David Baker’s lab adapted diffusion models for protein backbone design:
1. Start with random noise in 3D coordinate space
2. Denoise using a fine-tuned RoseTTAFold network → novel backbone
3. Use ProteinMPNN to design a sequence for that backbone
4. Use AlphaFold 2 to VERIFY the sequence folds correctly
5. Synthesize in lab
Applications demonstrated:
• De novo binders (therapeutic antibodies)

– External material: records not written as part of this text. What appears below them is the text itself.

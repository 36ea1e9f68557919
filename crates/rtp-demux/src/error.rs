//! Error types for the RTP demuxer
//!
//! Only validation failures are represented here. Routing outcomes (a conflict
//! on `add_sink`, a dropped packet) are plain `bool` results, and API misuse is
//! fatal, so a `DemuxError` never crosses the registration boundary as a
//! recoverable error.

use thiserror::Error;

/// Result type alias for demuxer validation
pub type Result<T> = std::result::Result<T, DemuxError>;

/// Validation errors for demuxer criteria and configuration
#[derive(Error, Debug, Clone, PartialEq, Eq)]
pub enum DemuxError {
    /// Criteria specifies no MID, RSID, SSRC or payload type
    #[error("Demuxer criteria must specify at least one of MID, RSID, SSRC or payload type")]
    EmptyCriteria,

    /// MID is not a legal token
    #[error("Illegal MID value: {mid:?}")]
    IllegalMid { mid: String },

    /// RSID is not a legal token
    #[error("Illegal RSID value: {rsid:?}")]
    IllegalRsid { rsid: String },

    /// Payload type does not fit the 7-bit RTP header field
    #[error("Illegal payload type: {payload_type}")]
    IllegalPayloadType { payload_type: u8 },

    /// Invalid demuxer configuration
    #[error("Invalid demuxer configuration: {details}")]
    InvalidConfig { details: String },
}

impl DemuxError {
    /// Create a new illegal MID error
    pub fn illegal_mid(mid: impl Into<String>) -> Self {
        Self::IllegalMid { mid: mid.into() }
    }

    /// Create a new illegal RSID error
    pub fn illegal_rsid(rsid: impl Into<String>) -> Self {
        Self::IllegalRsid { rsid: rsid.into() }
    }

    /// Create a new illegal payload type error
    pub fn illegal_payload_type(payload_type: u8) -> Self {
        Self::IllegalPayloadType { payload_type }
    }

    /// Create a new invalid configuration error
    pub fn invalid_config(details: impl Into<String>) -> Self {
        Self::InvalidConfig {
            details: details.into(),
        }
    }
}

#[cfg(test)]
mod tests {
    use super::*;

    #[test]
    fn test_error_messages() {
        assert_eq!(
            DemuxError::illegal_rsid("a b").to_string(),
            "Illegal RSID value: \"a b\""
        );
        assert_eq!(
            DemuxError::invalid_config("session id is empty").to_string(),
            "Invalid demuxer configuration: session id is empty"
        );
        assert_eq!(
            DemuxError::illegal_payload_type(200).to_string(),
            "Illegal payload type: 200"
        );
        assert!(DemuxError::EmptyCriteria.to_string().contains("at least one"));
    }
}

• Symmetric nanocages (drug delivery)
• Custom enzyme active sites (RFdiffusion2, April 2025)
AlphaFold 2 serves as the verification step in this pipeline — closing the design loop by predicting whether designed sequences actually fold into the intended structures.
| Model | Lab | Year | Key Feature |
|---|---|---|---|
| AlphaFold 3 | DeepMind | 2024 | Gold standard; initially closed, later opened |
| Boltz-1 | MIT | 2024 | Fully open-source, AF3-level accuracy, “Boltz-steering” |
| Chai-1 | Chai Discovery | 2024 | Commercial; claims higher accuracy than AF3 |
| OpenFold | Columbia | 2022 | Open AF2 reimplementation |
| RoseTTAFold | Baker Lab | 2021–24 | Independent architecture, extended to all-atom |
| ESMFold | Meta FAIR | 2022 | No MSA; 60× faster |
| Status | Problem |
|---|---|
| ✅ Solved | Single-domain structure prediction; large-scale structural annotation (200M+ predictions) |
| 🟡 Partial | Multi-domain proteins; stable protein complexes; antibody CDR-H3 loops |
| ❌ Unsolved | Conformational ensembles (snapshot vs. movie); intrinsically disordered proteins; allosteric mechanisms; protein function prediction; folding pathways; membrane protein environments; post-translational modifications |
| Laureate | Contribution |
|---|---|
| Demis Hassabis + John Jumper | Protein structure prediction (AlphaFold) |
| David Baker | Computational protein design (Rosetta, RFdiffusion) |
The split is telling: Hassabis/Jumper = understanding (prediction), Baker = creation (design). Together they represent the full loop of programmable biology: predict structure → design new proteins → verify predictions.
AlphaFold 2 wasn’t just a better model — it was a better formulation. The key innovations (treating structure as a graph with frames, using attention over evolution, learning to refine iteratively) came from deeply understanding the domain and finding the right inductive biases. Raw scale alone wouldn’t have worked. This lesson applies across all of AI — the best models come from understanding what the data fundamentally is, not just throwing more compute at it.